By GSWA Volunteer, Jim Northrop
People seem to have strong feelings about whether to own a dog or a cat as a pet. While I was growing up, my parents always had a pet dog, so I thought that must be the norm. They never would have considered bringing home a pet cat. But several summers ago, my youngest daughter brought home a sweet little kitten from a neighbor cat’s litter, and begged for us to keep it. How could I say “No”?
That started a surprising new learning experience for me. For starters, I learned that the domestic cat is part of a huge worldwide family, which includes the jaguar, leopard, lion, ocelot and the puma, as well as a genus Lynx, which includes the Canada lynx and the bobcat.
I did not know that the common pet cat probably was originally a native of Egypt. It was an object of worship and was frequently mummified. However, apparently it was not known to the ancient Greeks and Romans, who used domesticated martens to destroy rats and mice.
From watching my daughter’s kitten, I learned that domestic cats are fastidious animals, constantly washing their fur and paws. Friends told me that I should be prepared to be “adopted” by this cat, and all that implies about who is the “boss”,
when she became an adult. That, whereas dogs usually are eager for you to adopt them, it is the reverse with cats. It was interesting to see how the introduction of “cat psychology” into our day-to-day family life, worked out.
Well, that kitten of my daughter’s grew into an adult domestic cat, and we loved having her. But, one day, another cat began regular appearances in our back yard. She was a pretty cat, so before long my kids wanted to adopt her (or him), too.
But, I had some questions, and so I consulted with our veterinarian. He explained that this new cat could be:
(1.) a cat that has an owner but is allowed to roam outside unsupervised, OR
(2.) a cat that was formerly owned, but has been abandoned or lost, OR
(3.) a feral cat, one that is the wild-born offspring of a free-roaming or other
Feral cats, he said, are not socialized and are not suitable pets, as they are often too fearful of people to ever be touched or domesticated. While it is possible for lost strays or abandoned free-roaming cats to be reunited with their families or adopted into new homes, feral cats (because of their lack of early socialization), are generally not able to adapt to living indoors in close contact with people. Feral kittens, he said, depending on their age, may be young enough to tame.
My vet also pointed out that cats which are permitted to roam outdoors unsupervised can have a negative effect on local wildlife populations. As natural predators, even the common house cat can do an incredibly effective job killing local birds, rodents and reptiles. This can cause serious environmental problems, especially if there are endangered species present.
Furthermore, he said, any unsterilized cats permitted to roam outdoors will almost certainly produce litters of kittens, contributing to the outdoor cat over-population problem. He went on to say that left unattended, feral cats can breed unchecked to the point of exhaustion, malnutrition and disease. Sadly, he concluded, suffering and pain can become daily realities for individual feral cats.

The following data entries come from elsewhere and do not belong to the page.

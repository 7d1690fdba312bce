//! The host side of the hook contract.
//!
//! A host parser supplies an `Evaluator` for replacement text and a
//! `DependencySink` that collects constant-substitution instructions. Hooks
//! receive the matched node as an `ExprSite`.

use subst_ir::{Location, Span};

use crate::EvaluatedExpression;

/// The node a hook fired for.
#[derive(Copy, Clone, Debug, PartialEq, Eq, Hash, Default)]
pub struct ExprSite {
    pub span: Span,
    pub loc: Location,
}

impl ExprSite {
    #[inline]
    pub const fn new(span: Span, loc: Location) -> Self {
        ExprSite { span, loc }
    }
}

/// Instruction to replace `span` with `expression` when rendering output.
#[derive(Clone, Debug, PartialEq, Eq, Hash)]
pub struct ConstDependency {
    pub expression: String,
    pub span: Span,
    pub loc: Location,
}

impl ConstDependency {
    pub fn new(expression: impl Into<String>, site: &ExprSite) -> Self {
        ConstDependency {
            expression: expression.into(),
            span: site.span,
            loc: site.loc,
        }
    }
}

/// Result of a rewrite hook.
#[must_use]
#[derive(Copy, Clone, Debug, PartialEq, Eq)]
pub enum HookOutcome {
    /// The node was rewritten; the host must not walk into it further.
    Handled,
    /// Not applicable; the host continues with its default behaviour.
    Declined,
}

impl HookOutcome {
    #[inline]
    pub fn is_handled(self) -> bool {
        matches!(self, HookOutcome::Handled)
    }
}

/// Evaluates source text in the host's expression language.
///
/// Implementations are expected to consult the same `HookTable` for the
/// identifiers they meet, which is why evaluation hooks are guarded against
/// re-entry.
pub trait Evaluator {
    fn evaluate(&self, source: &str) -> EvaluatedExpression;
}

/// Receives constant-substitution instructions.
pub trait DependencySink {
    fn add_dependency(&mut self, dependency: ConstDependency);
}

impl DependencySink for Vec<ConstDependency> {
    fn add_dependency(&mut self, dependency: ConstDependency) {
        self.push(dependency);
    }
}
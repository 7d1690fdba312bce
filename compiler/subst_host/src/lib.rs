//! Subst Host - a reference host for constant substitution.
//!
//! Implements the host side of the hook contract for a small JavaScript-like
//! language so definitions can be exercised end to end:
//!
//! ```text
//! source -> parse -> Walker (fires hooks) -> ConstDependency list -> splice -> output
//! ```
//!
//! - [`parse_program`] / [`parse_expression`]: on-demand lexer and recursive
//!   descent parser
//! - [`HostEvaluator`]: static evaluator for replacement text, consulting the
//!   hook table for identifiers and `typeof`
//! - [`Walker`]: scope-aware traversal that fires rewrite hooks
//! - [`apply_replacements`]: splices replacement text into the source
//!
//! The language is a subset: no loops, classes, template literals, or
//! comma expressions.

pub mod ast;
mod errors;
mod eval;
mod lexer;
mod parser;
mod splice;
mod stack;
mod walker;

use std::sync::Once;

use subst_define::{ConstDependency, HookTable};
use tracing::debug;

pub use errors::ParseError;
pub use eval::HostEvaluator;
pub use parser::{parse_expression, parse_program};
pub use splice::apply_replacements;
pub use stack::ensure_sufficient_stack;
pub use walker::Walker;

static TRACING_INIT: Once = Once::new();

/// Install a `tracing` subscriber filtered by `RUST_LOG`.
///
/// Does nothing unless `RUST_LOG` is set, and only the first call in a
/// process has any effect.
///
/// ```text
/// RUST_LOG=subst_define=trace      # every hook firing
/// RUST_LOG=subst_host=debug        # compile summaries, unparsable input
/// ```
pub fn init_tracing() {
    TRACING_INIT.call_once(|| {
        use tracing_subscriber::{fmt, prelude::*, EnvFilter};

        if std::env::var("RUST_LOG").is_ok() {
            let filter = EnvFilter::from_default_env();
            tracing_subscriber::registry()
                .with(fmt::layer().with_target(true).with_level(true))
                .with(filter)
                .init();
        }
    });
}

/// Result of compiling one source text.
#[derive(Clone, Debug, PartialEq)]
pub struct Compiled {
    /// The source with every substitution applied.
    pub output: String,
    /// Substitutions in the order the walker emitted them.
    pub dependencies: Vec<ConstDependency>,
}

/// Parse `source`, fire the hooks in `hooks` over it, and splice in the
/// results.
#[tracing::instrument(level = "debug", skip_all, fields(bytes = source.len()))]
pub fn compile(source: &str, hooks: &HookTable) -> Result<Compiled, ParseError> {
    let program = parse_program(source)?;
    let dependencies = Walker::new(source, hooks).walk_program(&program);
    let output = apply_replacements(source, &dependencies);
    debug!(replacements = dependencies.len(), "compiled");
    Ok(Compiled {
        output,
        dependencies,
    })
}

When my wife heard of this discussion, she remembered that a local not-for-profit was offering something called “T-N-R”. She said this method of feral cat control involved trapping the feral cat, vaccinating, spaying or neutering, and then returning the feral cat back to its former environment. There, a volunteer “caretaker” would monitor, feed and shelter the cat. She said experience had shown the benefits of T-N-R over the old fashioned approach of trapping the feral cat and just killing it. When that method of feral cat control was used, the death of the cat created a territorial “vacuum,” rapidly filled by other neighborhood cats, who simply moved in, continued to procreate, and thus continued the trend of feral cat over-population. If there was thought to be a “cat nuisance,” it was not diminished simply by the killing of that first cat.
What do “spay” and “neuter” mean? They are terms used for sterilizing cats. Female cats are spayed by removing their reproductive organs. Male cats are neutered or castrated. Both surgeries require general anesthetic and are performed by a veterinarian.
So, what should we do for our new cat “friend”? There was much family discussion. We asked neighbors if this newly arrived cat already had a home, but we received no helpful information. We examined the cat for a collar or an inserted micro-chip, but found none. It was agreed that we would arrange for the T-N-R procedure, even though we were not sure this was truly a feral cat. As a family, we agreed to be the “caretaker” thereafter for this cat. My kids were delighted. The cat remained an outdoor cat (except that in winter, the cat had “privileges” in our garage). We would feed daily our newly found cat, in the same feeding location, and in the summers enjoyed its company. Eventually, we were even able to entice it to enjoy with us our deck on warm, sunny days. You see, some trust had been developed between us and this cat.
Oh, one correction —– we did not adopt this cat, she adopted us!